** Record extracts **
________________________________________
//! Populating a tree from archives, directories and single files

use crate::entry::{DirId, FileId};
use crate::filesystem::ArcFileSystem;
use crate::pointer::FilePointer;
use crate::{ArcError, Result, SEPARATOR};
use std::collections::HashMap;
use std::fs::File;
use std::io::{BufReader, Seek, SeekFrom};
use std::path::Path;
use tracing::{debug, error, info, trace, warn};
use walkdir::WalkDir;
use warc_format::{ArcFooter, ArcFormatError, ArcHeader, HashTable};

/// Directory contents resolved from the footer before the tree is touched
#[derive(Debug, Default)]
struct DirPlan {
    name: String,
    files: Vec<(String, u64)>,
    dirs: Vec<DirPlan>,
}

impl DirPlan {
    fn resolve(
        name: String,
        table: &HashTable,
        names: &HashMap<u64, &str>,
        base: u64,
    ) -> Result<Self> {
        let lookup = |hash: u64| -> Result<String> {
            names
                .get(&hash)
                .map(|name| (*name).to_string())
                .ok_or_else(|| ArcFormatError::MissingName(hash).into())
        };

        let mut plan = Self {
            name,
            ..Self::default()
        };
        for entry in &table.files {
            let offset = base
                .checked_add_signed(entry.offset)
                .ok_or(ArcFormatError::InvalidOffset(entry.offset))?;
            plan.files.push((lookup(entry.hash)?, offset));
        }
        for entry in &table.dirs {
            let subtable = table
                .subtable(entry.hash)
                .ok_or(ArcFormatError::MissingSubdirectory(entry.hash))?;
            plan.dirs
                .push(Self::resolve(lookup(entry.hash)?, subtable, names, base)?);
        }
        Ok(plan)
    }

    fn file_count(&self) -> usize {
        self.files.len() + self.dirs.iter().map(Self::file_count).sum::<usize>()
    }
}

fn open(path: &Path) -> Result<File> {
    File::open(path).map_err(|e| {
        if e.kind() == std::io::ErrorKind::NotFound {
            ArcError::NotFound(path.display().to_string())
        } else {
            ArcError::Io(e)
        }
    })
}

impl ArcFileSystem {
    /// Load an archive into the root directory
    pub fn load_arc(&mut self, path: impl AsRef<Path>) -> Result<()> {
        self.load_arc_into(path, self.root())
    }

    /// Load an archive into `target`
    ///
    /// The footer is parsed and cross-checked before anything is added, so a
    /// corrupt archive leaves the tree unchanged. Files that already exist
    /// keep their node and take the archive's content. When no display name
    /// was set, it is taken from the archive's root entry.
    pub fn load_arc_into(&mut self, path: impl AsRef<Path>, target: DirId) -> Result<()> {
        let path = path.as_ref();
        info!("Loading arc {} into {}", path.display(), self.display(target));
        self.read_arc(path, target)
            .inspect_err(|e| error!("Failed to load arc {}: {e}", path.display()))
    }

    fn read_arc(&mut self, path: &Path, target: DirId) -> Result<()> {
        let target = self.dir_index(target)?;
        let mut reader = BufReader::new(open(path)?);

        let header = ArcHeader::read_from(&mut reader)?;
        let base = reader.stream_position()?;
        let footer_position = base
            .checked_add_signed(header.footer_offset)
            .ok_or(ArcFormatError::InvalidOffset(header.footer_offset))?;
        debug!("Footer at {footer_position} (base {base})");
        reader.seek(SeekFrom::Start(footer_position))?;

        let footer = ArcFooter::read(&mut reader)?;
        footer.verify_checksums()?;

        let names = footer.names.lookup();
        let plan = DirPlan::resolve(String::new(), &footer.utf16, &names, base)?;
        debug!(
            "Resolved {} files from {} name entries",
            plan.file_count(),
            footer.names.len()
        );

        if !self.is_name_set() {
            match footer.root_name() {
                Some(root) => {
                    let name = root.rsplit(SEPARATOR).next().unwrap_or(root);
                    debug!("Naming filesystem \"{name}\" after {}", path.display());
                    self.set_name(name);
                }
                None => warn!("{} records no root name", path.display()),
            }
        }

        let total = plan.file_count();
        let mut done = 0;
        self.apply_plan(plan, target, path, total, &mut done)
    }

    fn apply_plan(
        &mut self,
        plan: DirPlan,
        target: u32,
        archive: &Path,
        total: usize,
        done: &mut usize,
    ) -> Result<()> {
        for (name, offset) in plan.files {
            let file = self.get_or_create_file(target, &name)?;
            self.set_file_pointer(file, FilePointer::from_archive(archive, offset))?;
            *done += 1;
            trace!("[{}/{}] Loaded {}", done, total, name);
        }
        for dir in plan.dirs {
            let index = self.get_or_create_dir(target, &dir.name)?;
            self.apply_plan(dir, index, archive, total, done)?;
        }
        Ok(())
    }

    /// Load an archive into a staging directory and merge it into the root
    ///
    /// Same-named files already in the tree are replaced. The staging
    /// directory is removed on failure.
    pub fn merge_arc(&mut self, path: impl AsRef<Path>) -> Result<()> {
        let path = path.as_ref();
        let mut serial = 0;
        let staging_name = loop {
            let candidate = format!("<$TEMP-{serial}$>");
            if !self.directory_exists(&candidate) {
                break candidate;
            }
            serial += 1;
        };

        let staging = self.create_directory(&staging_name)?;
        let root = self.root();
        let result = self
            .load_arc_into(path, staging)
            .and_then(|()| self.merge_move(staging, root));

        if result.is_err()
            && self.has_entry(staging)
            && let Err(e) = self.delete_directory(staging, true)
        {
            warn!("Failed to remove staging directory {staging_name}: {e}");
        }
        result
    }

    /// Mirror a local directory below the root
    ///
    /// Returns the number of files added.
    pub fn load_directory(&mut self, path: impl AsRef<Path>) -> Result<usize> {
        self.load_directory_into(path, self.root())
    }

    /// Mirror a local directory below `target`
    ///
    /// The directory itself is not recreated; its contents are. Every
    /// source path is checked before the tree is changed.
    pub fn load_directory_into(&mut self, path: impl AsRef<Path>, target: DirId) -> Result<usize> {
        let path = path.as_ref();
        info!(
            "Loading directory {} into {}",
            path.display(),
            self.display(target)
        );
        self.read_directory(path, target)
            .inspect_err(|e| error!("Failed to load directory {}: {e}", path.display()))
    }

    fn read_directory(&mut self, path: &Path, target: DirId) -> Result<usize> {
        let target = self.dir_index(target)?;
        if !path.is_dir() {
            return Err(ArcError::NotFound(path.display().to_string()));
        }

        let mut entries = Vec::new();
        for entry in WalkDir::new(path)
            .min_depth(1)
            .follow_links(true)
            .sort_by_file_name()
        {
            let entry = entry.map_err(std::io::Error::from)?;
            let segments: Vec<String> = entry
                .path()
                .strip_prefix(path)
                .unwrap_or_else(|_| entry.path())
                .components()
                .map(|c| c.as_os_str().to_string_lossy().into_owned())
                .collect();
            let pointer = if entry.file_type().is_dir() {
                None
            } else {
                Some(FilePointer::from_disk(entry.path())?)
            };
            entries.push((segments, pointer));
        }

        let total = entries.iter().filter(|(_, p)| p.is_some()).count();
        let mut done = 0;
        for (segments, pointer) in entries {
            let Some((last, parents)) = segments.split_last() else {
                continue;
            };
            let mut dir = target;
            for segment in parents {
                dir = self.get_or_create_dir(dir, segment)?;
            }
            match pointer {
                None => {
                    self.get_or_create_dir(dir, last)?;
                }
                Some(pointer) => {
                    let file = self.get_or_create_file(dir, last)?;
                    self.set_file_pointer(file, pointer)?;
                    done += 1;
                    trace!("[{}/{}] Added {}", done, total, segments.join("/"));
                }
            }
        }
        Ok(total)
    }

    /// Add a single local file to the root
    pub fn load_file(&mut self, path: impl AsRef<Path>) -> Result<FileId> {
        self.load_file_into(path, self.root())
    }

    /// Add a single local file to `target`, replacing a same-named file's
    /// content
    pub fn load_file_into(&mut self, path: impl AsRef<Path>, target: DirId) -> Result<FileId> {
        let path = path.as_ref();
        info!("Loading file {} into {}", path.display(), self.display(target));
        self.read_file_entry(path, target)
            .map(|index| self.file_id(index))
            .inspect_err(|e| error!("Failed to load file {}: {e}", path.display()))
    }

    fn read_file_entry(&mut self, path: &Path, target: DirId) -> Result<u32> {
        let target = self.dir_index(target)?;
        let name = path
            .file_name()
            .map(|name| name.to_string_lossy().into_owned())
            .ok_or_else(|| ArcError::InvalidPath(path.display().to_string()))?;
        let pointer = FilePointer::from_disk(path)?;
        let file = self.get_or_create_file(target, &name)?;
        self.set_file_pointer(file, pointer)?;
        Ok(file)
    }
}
________________________________________
** Problem statement **
Copy every line of the listing that contains the word "lookup".

** Exercise response **
        let lookup = |hash: u64| -> Result<String> {
            plan.files.push((lookup(entry.hash)?, offset));
                .push(Self::resolve(lookup(entry.hash)?, subtable, names, base)?);
        let names = footer.names.lookup();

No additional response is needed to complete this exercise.